150ml of toluene, 150ml of drinking water, 45g of solid potassium hydroxide powder and 35g of ketoxime wet material are added into a 1L three-neck flask, reflux reaction is carried out for 6 hours at 80 ℃, the material is cooled to room temperature, and standing and layering are carried out.

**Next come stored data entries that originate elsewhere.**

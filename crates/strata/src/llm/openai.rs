//! OpenAI-compatible chat completions provider (OpenAI and Ollama)

use std::time::Duration;

use async_trait::async_trait;
use reqwest::Client;

use super::provider::{
    error_from_status, Completion, ErrorPayload, GenerationOptions, LlmProvider, Pricing,
    ProviderError, ProviderKind, ProviderReply, TokenUsage,
};
use crate::config::ProviderConfig;

const OPENAI_ENDPOINT: &str = "https://api.openai.com/v1/chat/completions";
const OLLAMA_ENDPOINT: &str = "http://localhost:11434/v1/chat/completions";

/// Provider speaking the `/v1/chat/completions` protocol
pub struct OpenAiCompatibleProvider {
    client: Client,
    name: String,
    kind: ProviderKind,
    model: String,
    api_key: Option<String>,
    endpoint: String,
    pricing: Pricing,
    timeout: Duration,
}

impl OpenAiCompatibleProvider {
    pub fn from_config(client: Client, config: &ProviderConfig) -> Self {
        let endpoint = config.endpoint.clone().unwrap_or_else(|| match config.kind {
            ProviderKind::Ollama => OLLAMA_ENDPOINT.to_string(),
            _ => OPENAI_ENDPOINT.to_string(),
        });
        let api_key = config.api_key();

        if api_key.is_none() && config.kind == ProviderKind::OpenAI {
            tracing::warn!("[LLM_CLIENT] OpenAI provider created without API key");
        }

        Self {
            client,
            name: format!("{}:{}", config.kind, config.model),
            kind: config.kind,
            model: config.model.clone(),
            api_key,
            endpoint,
            pricing: config.pricing(),
            timeout: config.timeout(),
        }
    }

    fn build_payload(&self, prompt: &str, options: &GenerationOptions) -> serde_json::Value {
        let mut messages = Vec::new();
        if let Some(system) = &options.system {
            messages.push(serde_json::json!({"role": "system", "content": system}));
        }
        messages.push(serde_json::json!({"role": "user", "content": prompt}));

        let mut payload = serde_json::json!({
            "model": self.model,
            "messages": messages,
        });
        if let Some(temperature) = options.temperature {
            payload["temperature"] = serde_json::json!(temperature);
        }
        if let Some(max_tokens) = options.max_tokens {
            payload["max_tokens"] = serde_json::json!(max_tokens);
        }
        if options.json_output && self.kind == ProviderKind::OpenAI {
            payload["response_format"] = serde_json::json!({"type": "json_object"});
        }
        payload
    }

    fn parse_response(&self, json: &serde_json::Value) -> Result<ProviderReply, ProviderError> {
        if let Some(payload) = ErrorPayload::from_json(json) {
            return Ok(ProviderReply::ErrorPayload(payload));
        }

        let choice = &json["choices"][0];
        if choice["finish_reason"].as_str() == Some("content_filter") {
            return Ok(ProviderReply::ErrorPayload(ErrorPayload {
                kind: Some("content_filter".to_string()),
                message: "completion stopped by content filter".to_string(),
                ..Default::default()
            }));
        }

        let text = choice["message"]["content"]
            .as_str()
            .ok_or_else(|| ProviderError::ParseError("missing choices[0].message.content".to_string()))?
            .to_string();

        let usage = json.get("usage").and_then(|u| {
            Some(TokenUsage {
                input_tokens: u["prompt_tokens"].as_u64()? as u32,
                output_tokens: u["completion_tokens"].as_u64()? as u32,
            })
        });

        Ok(ProviderReply::Completion(Completion { text, usage }))
    }
}

#[async_trait]
impl LlmProvider for OpenAiCompatibleProvider {
    fn name(&self) -> &str {
        &self.name
    }

    fn kind(&self) -> ProviderKind {
        self.kind
    }

    fn model(&self) -> &str {
        &self.model
    }

    fn pricing(&self) -> Pricing {
        self.pricing
    }

    fn timeout(&self) -> Option<Duration> {
        Some(self.timeout)
    }

    async fn generate(
        &self,
        prompt: &str,
        options: &GenerationOptions,
    ) -> Result<ProviderReply, ProviderError> {
        if self.kind == ProviderKind::OpenAI && self.api_key.is_none() {
            return Err(ProviderError::ConfigError(
                "No OpenAI API key configured".to_string(),
            ));
        }

        let mut request = self
            .client
            .post(&self.endpoint)
            .header("Content-Type", "application/json")
            .json(&self.build_payload(prompt, options));
        if let Some(key) = &self.api_key {
            request = request.header("Authorization", format!("Bearer {}", key));
        }
        request = request.timeout(options.timeout.unwrap_or(self.timeout));

        let response = request.send().await?;
        let status = response.status();
        if !status.is_success() {
            let body = response.text().await.unwrap_or_default();
            return Err(error_from_status(status.as_u16(), body));
        }

        let json: serde_json::Value = response
            .json()
            .await
            .map_err(|e| ProviderError::ParseError(e.to_string()))?;
        self.parse_response(&json)
    }
}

The lower aqueous layer was extracted with toluene, the toluene phases were combined and distilled under reduced pressure. After the distillation is finished, adding 175ml of absolute ethyl alcohol into a flask to dissolve the materials, adding 10-13 ml of hydrochloric acid into the flask until the pH value is 2.0-3.0, adding 67ml of drinking water, heating to 80 ℃ until the materials are dissolved clearly, cooling to 70-80 ℃, keeping the temperature and stirring for 1 hour, continuously cooling to 20-40 ℃, further cooling to-5-0 ℃, keeping the temperature and stirring for 1 hour, performing suction filtration, leaching with 50ml of absolute ethyl alcohol, and drying. The white powder solid 6-fluoro-3- (4-piperidinyl) -1, 2-benzisoxazole hydrochloride is obtained, the pure content is 99.90%, the yield is 85.27%, and the impurity content of the dimer of the formula V is n.d (not detected).

Example 4:

under nitrogen atmosphere, wet methyl ketoxime (152kg), potassium hydroxide (120kg, 2142.5mol), water (600L) and toluene (600L) were added to a 2000L reactor, stirring was turned on, and heating was started until reflux reaction was carried out for 6 h. The reaction solution was cooled to room temperature and allowed to stand for delamination. The lower aqueous layer was extracted with toluene (600L), the toluene phases combined and concentrated to dryness under reduced pressure to give a brown solid. Dissolving the solid with absolute ethyl alcohol (600L), adjusting the pH value to 2-3 with hydrochloric acid, adding 267L of drinking water, heating to 70-80 ℃, refluxing to clear solution, cooling to 60-70 ℃, keeping the temperature and stirring for 1h, continuously cooling to-5 ℃, keeping the temperature and stirring for 1h, performing suction filtration and drying to obtain the 6-fluoro-3- (4-piperidyl) -1, 2-benzisoxazole hydrochloride with the purity of 99.91% and the yield of 86.33%; dimer impurity content of formula V n.d (not detected).

Comparative example 1:

under nitrogen atmosphere, wet methyl ketoxime (304kg), potassium hydroxide (240kg, 4285mol), water (1200L) and toluene (1200L) were added to a 3000L reactor, stirring was started, and heating was started until reflux reaction was carried out for 6 hours. The reaction solution was cooled to room temperature and allowed to stand for delamination. The lower aqueous layer was extracted with toluene (1200L), the toluene phases combined and concentrated to dryness under reduced pressure to give a brown solid. Dissolving the solid with absolute ethyl alcohol (1200L), adjusting the pH value to 2-3 with hydrochloric acid-ethanol, and controlling the temperature to 10-20 ℃. Cooling the feed liquid to 0 ℃, and carrying out heat preservation and crystallization l h. Finally, white powdery solid l (218kg) was obtained with a two-step yield of 75.6%, a purity of 97.8% and a dimeric impurity content of 4 of 2.018%.